Premier point, la récitation faisait découvrir la « littéralité » de l’écrit : pour réciter en chœur, chacun doit dire exactement la même chose que son voisin, sans erreur ni oubli. On est loin des échanges oraux spontanés des conversations, on est également loin de la discursivité orale des contes ou des récits, qui tolèrent variations, digressions, interactions, approximations lexicales et syntaxiques. La récitation faisait entrer dans la culture savante des clercs une société nourrie des cultures populaires (Burke 2009). Les enfants apprenaient aussi, en la pratiquant, que cette « textualité » n’a que deux modes d’énonciation, le monologue, individuel ou collectif (les prières) et le dialogue (antiennes et répons entre officiant et chœur ou entre clerc et fidèles durant les cultes) et que l’un comme l’autre sont performatifs : le récitant se sert des formulations rituelles pour demander, regretter, promettre, pardonner, remercier, espérer et se réjouir. De même, le catéchisme qui fait mémoriser les commandements de Dieu et de l’église, la liste des sacrements, des péchés capitaux, fournit un mémorandum des « actes » nécessaires à la vie chrétienne à travers un mini-traité de théologie dogmatique. Le corpus à réciter ne comporte ni récit ni discours (énonciations longues réservées aux clercs, seuls habilités à expliquer et commenter l’Ecriture lors des prêches). Elle est une prise de parole, souvent à la première personne, dont les formules sont données : les énoncer manifeste l’appartenance à une communauté.
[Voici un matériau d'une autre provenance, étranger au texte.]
//! Error types for rag-backfill
//!
//! This module provides error handling for the whole crate, including:
//! - Domain-specific error types (Cursor, Database, Accelerator, Config)
//! - Conversions from the underlying sqlx/reqwest/io/serde errors
//! - Context information (cursor path, configuration key, container name)

use std::path::PathBuf;
use thiserror::Error;

/// Result type alias for rag-backfill operations
pub type Result<T> = std::result::Result<T, Error>;

/// Main error type for rag-backfill
///
/// Any variant reaching `main` terminates the run with a non-zero exit code.
/// Per-article ingestion failures are deliberately NOT represented here; they
/// are tallied in the run summary and the run continues.
#[derive(Debug, Error)]
pub enum Error {
    /// Configuration error with context about which setting is invalid
    #[error("configuration error: {message}")]
    Config {
        /// Human-readable error message describing the configuration issue
        message: String,
        /// The configuration key that caused the error (e.g., "DATABASE_URL")
        key: Option<String>,
    },

    /// Cursor checkpoint file error
    #[error("cursor error: {0}")]
    Cursor(#[from] CursorError),

    /// Database operation failed
    #[error("database error: {0}")]
    Database(#[from] DatabaseError),

    /// SQLx database error
    #[error("database error: {0}")]
    Sqlx(#[from] sqlx::Error),

    /// Accelerator lifecycle error
    #[error("accelerator error: {0}")]
    Accelerator(#[from] AcceleratorError),

    /// I/O error
    #[error("I/O error: {0}")]
    Io(#[from] std::io::Error),

    /// Network error
    #[error("network error: {0}")]
    Network(#[from] reqwest::Error),

    /// Serialization error
    #[error("serialization error: {0}")]
    Serialization(#[from] serde_json::Error),

    /// Other error
    #[error("{0}")]
    Other(String),
}

/// Cursor checkpoint file errors
#[derive(Debug, Error)]
pub enum CursorError {
    /// Cursor file exists but cannot be parsed
    ///
    /// Treating a corrupt file as empty would silently restart the backfill
    /// from the beginning, so this is fatal. The operator decides: fix the
    /// file, or run `reset-cursor` to start over.
    #[error(
        "cursor file {path} is corrupt ({reason}); fix it or run `backfill reset-cursor` to start over"
    )]
    Corrupt {
        /// Path of the unparsable cursor file
        path: PathBuf,
        /// Parse failure detail
        reason: String,
    },

    /// Cursor file could not be written
    #[error("failed to write cursor file {path}: {reason}")]
    WriteFailed {
        /// Path that could not be written
        path: PathBuf,
        /// Underlying I/O failure detail
        reason: String,
    },
}

/// Database-related errors
#[derive(Debug, Error)]
pub enum DatabaseError {
    /// Failed to connect to database
    #[error("failed to connect to database: {0}")]
    ConnectionFailed(String),

    /// Query failed
    #[error("query failed: {0}")]
    QueryFailed(String),
}

/// Accelerator ("HyperBoost") lifecycle errors
///
/// Every variant is fatal for the run: a requested accelerator that cannot be
/// brought to Ready must stop the backfill before any article is read, rather
/// than silently falling back to the remote embedder.
#[derive(Debug, Error)]
pub enum AcceleratorError {
    /// Container runtime binary not found on PATH
    #[error("container runtime not found: {0}")]
    RuntimeMissing(String),

    /// Container failed to launch
    #[error("failed to start accelerator container {name}: {reason}")]
    StartFailed {
        /// Container name that failed to launch
        name: String,
        /// Launch failure detail
        reason: String,
    },

    /// Service did not become ready before the deadline
    #[error("accelerator at {endpoint} not ready after {waited_secs}s")]
    NotReady {
        /// Endpoint that was polled
        endpoint: String,
        /// Seconds spent polling before giving up
        waited_secs: u64,
    },

    /// Model download through the accelerator failed
    #[error("failed to pull model {model}: {reason}")]
    ModelPullFailed {
        /// Model name that failed to download
        model: String,
        /// Pull failure detail
        reason: String,
    },

    /// Operation attempted in the wrong lifecycle state
    #[error("cannot {operation} accelerator in state {state}")]
    InvalidState {
        /// The operation that was attempted (e.g., "pull model")
        operation: String,
        /// The current lifecycle state that prevents it
        state: String,
    },
}
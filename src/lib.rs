//! # rag-backfill
//!
//! Resumable backfill of historical articles into a RAG store.
//!
//! The backfill walks the platform's article table in a stable order,
//! submits each article to the orchestrator's ingestion endpoint, and
//! checkpoints its position in a durable cursor file after every fully
//! resolved batch. Runs can be interrupted at any point and resumed later
//! without losing or double-counting work beyond the last batch.
//!
//! ## Design Philosophy
//!
//! - **Resumable by default** - The cursor file is the only state; kill the
//!   process whenever you like
//! - **Failures are data** - A rejected article is logged and tallied, never
//!   a reason to stop the run
//! - **Read-only against the platform** - Articles are only ever read;
//!   ingestion happens through the orchestrator's API
//! - **Library-first** - The `backfill` binary is a thin CLI over this crate
//!
//! ## Quick Start
//!
//! ```no_run
//! use rag_backfill::{BackfillConfig, run_backfill};
//! use tokio_util::sync::CancellationToken;
//!
//! #[tokio::main]
//! async fn main() -> Result<(), Box<dyn std::error::Error>> {
//!     let config = BackfillConfig {
//!         database_url: "postgres://user:pw@localhost/articles".to_string(),
//!         ..Default::default()
//!     };
//!
//!     let outcome = run_backfill(&config, CancellationToken::new()).await?;
//!     println!("{:?}", outcome.summary());
//!
//!     Ok(())
//! }
//! ```

#![warn(missing_docs)]
#![warn(clippy::all)]
#![warn(clippy::unwrap_used)]
#![warn(clippy::expect_used)]

/// Command-line interface
pub mod cli;
/// Configuration types
pub mod config;
/// Durable cursor checkpoint
pub mod cursor;
/// Database read layer
pub mod db;
/// Batch dispatch to the ingestion endpoint
pub mod dispatch;
/// Error types
pub mod error;
/// Embedding accelerator lifecycle
pub mod hyperboost;
/// Logging bootstrap
pub mod logging;
/// Run orchestration
pub mod runner;

// Re-export commonly used types
pub use config::{BackfillConfig, HyperBoostSettings};
pub use cursor::Cursor;
pub use db::{Article, ArticleSource, Database, SourceBounds};
pub use dispatch::{BatchOutcome, Dispatcher, IngestClient};
pub use error::{AcceleratorError, CursorError, DatabaseError, Error, Result};
pub use hyperboost::{AcceleratorDriver, AcceleratorState, DockerDriver, HyperBoost};
pub use runner::{RunOutcome, RunSummary, run_backfill};

/// Wait for a termination signal.
///
/// - **Unix:** listens for SIGTERM and SIGINT, with fallbacks if signal
///   registration fails.
/// - **Windows/other:** listens for Ctrl+C via `tokio::signal::ctrl_c()`.
///
/// The CLI pairs this with a [`CancellationToken`] so a signal turns into a
/// cooperative shutdown: in-flight submissions drain and the cursor keeps
/// its last checkpoint.
///
/// [`CancellationToken`]: tokio_util::sync::CancellationToken
#[cfg(unix)]
pub async fn wait_for_signal() {
    use tokio::signal::unix::{SignalKind, signal};

    // Set up signal handlers - these may fail in restricted environments (containers, tests)
    let sigterm_result = signal(SignalKind::terminate());
    let sigint_result = signal(SignalKind::interrupt());

    match (sigterm_result, sigint_result) {
        (Ok(mut sigterm), Ok(mut sigint)) => {
            tokio::select! {
                _ = sigterm.recv() => {
                    tracing::info!("Received SIGTERM signal");
                }
                _ = sigint.recv() => {
                    tracing::info!("Received SIGINT signal (Ctrl+C)");
                }
            }
        }
        (Err(e), _) => {
            tracing::warn!(error = %e, "Could not register SIGTERM handler, waiting for SIGINT only");
            if let Ok(mut sigint) = signal(SignalKind::interrupt()) {
                sigint.recv().await;
                tracing::info!("Received SIGINT signal (Ctrl+C)");
            } else {
                tracing::error!("Could not register any signal handlers, using ctrl_c fallback");
                tokio::signal::ctrl_c().await.ok();
            }
        }
        (_, Err(e)) => {
            tracing::warn!(error = %e, "Could not register SIGINT handler, waiting for SIGTERM only");
            if let Ok(mut sigterm) = signal(SignalKind::terminate()) {
                sigterm.recv().await;
                tracing::info!("Received SIGTERM signal");
            } else {
                tracing::error!("Could not register any signal handlers, using ctrl_c fallback");
                tokio::signal::ctrl_c().await.ok();
            }
        }
    }
}

/// Wait for a termination signal.
#[cfg(not(unix))]
pub async fn wait_for_signal() {
    match tokio::signal::ctrl_c().await {
        Ok(()) => {
            tracing::info!("Received Ctrl+C signal");
        }
        Err(e) => {
            tracing::error!(error = %e, "Failed to listen for Ctrl+C signal");
        }
    }
}
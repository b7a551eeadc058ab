#![cfg(feature = "live-tests")]

//! Live integration test against a real Postgres instance.
//!
//! Exercises the full run path: keyset pagination over a seeded `articles`
//! table, dispatch to a mock orchestrator, checkpointing, and resume.
//!
//! Gated behind the `live-tests` feature flag. Requires `TEST_DATABASE_URL`
//! in the environment or `.env`, pointing at a DISPOSABLE database: the test
//! creates and truncates an `articles` table there.
//!
//! ```bash
//! cargo test --features live-tests --test live_postgres -- --nocapture
//! ```

mod common;

use chrono::{DateTime, TimeZone, Utc};
use rag_backfill::{BackfillConfig, Cursor, RunOutcome, run_backfill};
use sqlx::PgPool;
use sqlx::postgres::PgPoolOptions;
use std::collections::HashSet;
use tokio_util::sync::CancellationToken;
use wiremock::matchers::{method, path};
use wiremock::{Mock, MockServer, ResponseTemplate};

async fn prepare_articles_table(pool: &PgPool) {
    sqlx::query(
        "CREATE TABLE IF NOT EXISTS articles (
            id TEXT PRIMARY KEY,
            title TEXT NOT NULL,
            body TEXT,
            created_at TIMESTAMPTZ NOT NULL
        )",
    )
    .execute(pool)
    .await
    .expect("create articles table");

    sqlx::query("TRUNCATE articles")
        .execute(pool)
        .await
        .expect("truncate articles table");
}

async fn insert_article(
    pool: &PgPool,
    id: &str,
    body: Option<&str>,
    created_at: DateTime<Utc>,
) {
    sqlx::query("INSERT INTO articles (id, title, body, created_at) VALUES ($1, $2, $3, $4)")
        .bind(id)
        .bind(format!("title-{id}"))
        .bind(body)
        .bind(created_at)
        .execute(pool)
        .await
        .expect("insert article");
}

async fn submitted_ids(server: &MockServer) -> HashSet<String> {
    server
        .received_requests()
        .await
        .unwrap_or_default()
        .iter()
        .map(|request| {
            let payload: serde_json::Value =
                serde_json::from_slice(&request.body).expect("json payload");
            payload["article_id"]
                .as_str()
                .expect("article_id field")
                .to_string()
        })
        .collect()
}

/// One test function owns the shared `articles` table for the whole flow:
/// initial run, body exclusions, checkpoint contents, and resume.
#[tokio::test(flavor = "multi_thread", worker_threads = 2)]
async fn backfill_run_checkpoints_and_resumes_against_postgres() {
    skip_if_no_scratch_database!();

    let database_url = common::scratch_database_url();
    let pool = PgPoolOptions::new()
        .max_connections(2)
        .connect(&database_url)
        .await
        .expect("connect to scratch database");
    prepare_articles_table(&pool).await;

    let base = Utc.with_ymd_and_hms(2025, 2, 1, 9, 0, 0).expect("timestamp");
    // Two articles share a timestamp so the id tiebreak is exercised.
    insert_article(&pool, "art-a", Some("body-a"), base).await;
    insert_article(&pool, "art-b", Some("body-b"), base).await;
    insert_article(&pool, "art-c", Some("body-c"), base + chrono::Duration::minutes(5)).await;
    // Neither of these may ever reach the orchestrator.
    insert_article(&pool, "art-null", None, base + chrono::Duration::minutes(1)).await;
    insert_article(&pool, "art-empty", Some(""), base + chrono::Duration::minutes(2)).await;

    let server = MockServer::start().await;
    Mock::given(method("POST"))
        .and(path("/internal/rag/backfill"))
        .respond_with(ResponseTemplate::new(202))
        .mount(&server)
        .await;

    let dir = tempfile::tempdir().expect("temp dir");
    let cursor_file = dir.path().join("cursor.json");
    let config = BackfillConfig {
        database_url: database_url.clone(),
        orchestrator_url: server.uri(),
        cursor_file: cursor_file.clone(),
        batch_size: 2,
        ..BackfillConfig::default()
    };

    // First run drains the three articles with bodies.
    let outcome = run_backfill(&config, CancellationToken::new())
        .await
        .expect("first run");
    match outcome {
        RunOutcome::Completed(summary) => {
            assert_eq!(summary.total, 3);
            assert_eq!(summary.success, 3);
            assert_eq!(summary.failed, 0);
        }
        other => panic!("expected completed run, got {other:?}"),
    }

    let ids = submitted_ids(&server).await;
    assert_eq!(
        ids,
        HashSet::from([
            "art-a".to_string(),
            "art-b".to_string(),
            "art-c".to_string()
        ]),
        "NULL and empty bodies must be filtered out in SQL"
    );

    let cursor = Cursor::load(&cursor_file).await.expect("load cursor");
    assert_eq!(cursor.last_id, "art-c");
    assert_eq!(cursor.processed_count, 3);

    // A later article appears; a resumed run picks up only that one.
    insert_article(&pool, "art-d", Some("body-d"), base + chrono::Duration::hours(1)).await;

    let outcome = run_backfill(&config, CancellationToken::new())
        .await
        .expect("resumed run");
    match outcome {
        RunOutcome::Completed(summary) => {
            assert_eq!(summary.total, 1, "already processed articles must not repeat");
        }
        other => panic!("expected completed run, got {other:?}"),
    }

    let cursor = Cursor::load(&cursor_file).await.expect("load cursor");
    assert_eq!(cursor.last_id, "art-d");
    assert_eq!(cursor.processed_count, 4);

    pool.close().await;
}
//! Configuration types for rag-backfill

use crate::error::{Error, Result};
use chrono::{DateTime, NaiveDate, NaiveTime, Utc};
use std::path::PathBuf;
use std::time::Duration;
use url::Url;

/// Default ingestion endpoint base URL
pub const DEFAULT_ORCHESTRATOR_URL: &str = "http://localhost:9010";

/// Main configuration for one backfill run
///
/// Assembled from CLI flags and environment variables before the run starts
/// and immutable from then on.
#[derive(Clone, Debug)]
pub struct BackfillConfig {
    /// Postgres connection string (from `DATABASE_URL`)
    pub database_url: String,

    /// Base URL of the ingestion service (from `ORCHESTRATOR_URL`,
    /// default: `http://localhost:9010`)
    pub orchestrator_url: String,

    /// Path of the durable cursor checkpoint file (default: "cursor.json")
    pub cursor_file: PathBuf,

    /// Number of concurrent ingestion requests per batch (default: 4)
    pub concurrency: usize,

    /// Maximum articles fetched and dispatched per batch (default: 40)
    pub batch_size: usize,

    /// Read and batch without sending or checkpointing (default: false)
    pub dry_run: bool,

    /// Lower date bound; overrides the cursor position when set
    pub from: Option<NaiveDate>,

    /// Upper date bound, inclusive of the whole day (default: now)
    pub to: Option<NaiveDate>,

    /// Launch a local accelerator for this run (default: false)
    pub hyper_boost: bool,

    /// Embedding endpoint forwarded with each ingestion request when set
    /// (from `EMBEDDER_URL`)
    ///
    /// Superseded by the accelerator endpoint during hyper-boost runs; None
    /// means the ingestion service uses its own configured embedder.
    pub embedder_override_url: Option<String>,
}

impl Default for BackfillConfig {
    fn default() -> Self {
        Self {
            database_url: String::new(),
            orchestrator_url: DEFAULT_ORCHESTRATOR_URL.to_string(),
            cursor_file: default_cursor_file(),
            concurrency: default_concurrency(),
            batch_size: default_batch_size(),
            dry_run: false,
            from: None,
            to: None,
            hyper_boost: false,
            embedder_override_url: None,
        }
    }
}

impl BackfillConfig {
    /// Check the configuration before any I/O happens
    ///
    /// Returns [`Error::Config`] naming the offending key so `main` can print
    /// an actionable message and exit non-zero.
    pub fn validate(&self) -> Result<()> {
        if self.database_url.is_empty() {
            return Err(Error::Config {
                message: "DATABASE_URL is required".into(),
                key: Some("DATABASE_URL".into()),
            });
        }
        if Url::parse(&self.orchestrator_url).is_err() {
            return Err(Error::Config {
                message: format!("invalid orchestrator URL: {}", self.orchestrator_url),
                key: Some("ORCHESTRATOR_URL".into()),
            });
        }
        if self.concurrency == 0 {
            return Err(Error::Config {
                message: "concurrency must be at least 1".into(),
                key: Some("concurrency".into()),
            });
        }
        if self.batch_size == 0 {
            return Err(Error::Config {
                message: "batch size must be at least 1".into(),
                key: Some("batch_size".into()),
            });
        }
        if let (Some(from), Some(to)) = (self.from, self.to)
            && from > to
        {
            return Err(Error::Config {
                message: format!("--from {from} is after --to {to}"),
                key: Some("from".into()),
            });
        }
        Ok(())
    }

    /// Explicit start instant when `--from` was given
    ///
    /// The first instant of that day in UTC. When set, it takes precedence
    /// over the cursor position.
    pub fn start_override(&self) -> Option<DateTime<Utc>> {
        self.from.map(|d| d.and_time(NaiveTime::MIN).and_utc())
    }

    /// Exclusive upper bound for article timestamps
    ///
    /// `--to` covers its whole day, so the bound is the first instant of the
    /// following day. Without `--to` the bound is `now`.
    pub fn end_bound_at(&self, now: DateTime<Utc>) -> DateTime<Utc> {
        match self.to.and_then(|d| d.succ_opt()) {
            Some(next_day) => next_day.and_time(NaiveTime::MIN).and_utc(),
            None => now,
        }
    }
}

/// Accelerator container settings, resolved from the environment
///
/// Overridable via `HYPER_BOOST_IMAGE`, `HYPER_BOOST_MODEL` and
/// `HYPER_BOOST_READY_TIMEOUT_SECS`.
#[derive(Clone, Debug)]
pub struct HyperBoostSettings {
    /// Container image to launch (default: "ollama/ollama")
    pub image: String,

    /// Embedding model pulled after the service is ready
    /// (default: "nomic-embed-text")
    pub model: String,

    /// How long to wait for the service to answer health probes
    /// (default: 120 seconds)
    pub ready_timeout: Duration,
}

impl Default for HyperBoostSettings {
    fn default() -> Self {
        Self {
            image: default_accelerator_image(),
            model: default_accelerator_model(),
            ready_timeout: default_ready_timeout(),
        }
    }
}

impl HyperBoostSettings {
    /// Resolve settings from process environment variables
    pub fn from_env() -> Result<Self> {
        Self::from_lookup(|key| std::env::var(key).ok())
    }

    fn from_lookup(get: impl Fn(&str) -> Option<String>) -> Result<Self> {
        let mut settings = Self::default();
        if let Some(image) = get("HYPER_BOOST_IMAGE") {
            settings.image = image;
        }
        if let Some(model) = get("HYPER_BOOST_MODEL") {
            settings.model = model;
        }
        if let Some(raw) = get("HYPER_BOOST_READY_TIMEOUT_SECS") {
            let secs: u64 = raw.parse().map_err(|_| Error::Config {
                message: format!("invalid HYPER_BOOST_READY_TIMEOUT_SECS: {raw}"),
                key: Some("HYPER_BOOST_READY_TIMEOUT_SECS".into()),
            })?;
            settings.ready_timeout = Duration::from_secs(secs);
        }
        Ok(settings)
    }
}

// Default value functions
pub(crate) fn default_cursor_file() -> PathBuf {
    PathBuf::from("cursor.json")
}

pub(crate) fn default_concurrency() -> usize {
    4
}

pub(crate) fn default_batch_size() -> usize {
    40
}

fn default_accelerator_image() -> String {
    "ollama/ollama".into()
}

fn default_accelerator_model() -> String {
    "nomic-embed-text".into()
}

fn default_ready_timeout() -> Duration {
    Duration::from_secs(120)
}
Second point, la fixité du texte, qui s’impose à l’adulte comme à l’enfant, à l’individu comme à la collectivité, lie la « sacralité » à ce caractère intangible, qu’il s’agisse des écrits tirés de l’Ecriture, des dogmes et articles de foi résumés dans les catéchismes ou de tout autre texte une fois qu’il est su par cœur (chant, récit, poésie). Les récitations qu’on demande aux enfants n’ont rien à voir avec une culture d’enfance, ce sont celles que les adultes savent déjà. Les révisions critiques de la Vulgate faites par les humanistes de la Renaissance (Lefèvre d’Etaples, Erasme, Olivétan) n’ont d’ailleurs pas abouti à démultiplier les versions liturgiques utilisées. Le Concile de Trente (1545-1563) confirma après correction la Vulgate latine transmise par la Tradition comme seule version authentique de l’Ecriture (Julia 1997, Prodi 2006). Chaque église réformée dut également élire une seule traduction : l’acception de multiples variantes aurait interdit la récitation en commun dans les assemblées des offices. La traduction de Luther (1522 Nouveau Testament, 1534 Ancien Testament) et le texte de son Petit catéchisme (1529) devinrent ainsi des références longtemps intangibles pour les protestants de langue allemande, malgré la difficulté d’une langue vite ressentie comme archaïsante (Strauss 1981) ; la modernisation de la traduction luthérienne, décidée au début du XIXe siècle par les évêques suédois, provoqua des révoltes de fidèles attachés à la version ancienne (Lindmark 2004). Au Royaume Uni, la multitude des catéchismes publiés en anglais (Green 1996, 2000) après le schisme avec Rome (1534) fut abolie par The Book of Common Prayer, livre liturgique officiel de l’église anglicane, publié en 1549 par l’archevêque de Canterbury, Thomas Cranmer ; les versions anglaises de la Bible de Tyndale et de Coverdale furent remplacée par The Authorised Version, dite The King James Version (1611).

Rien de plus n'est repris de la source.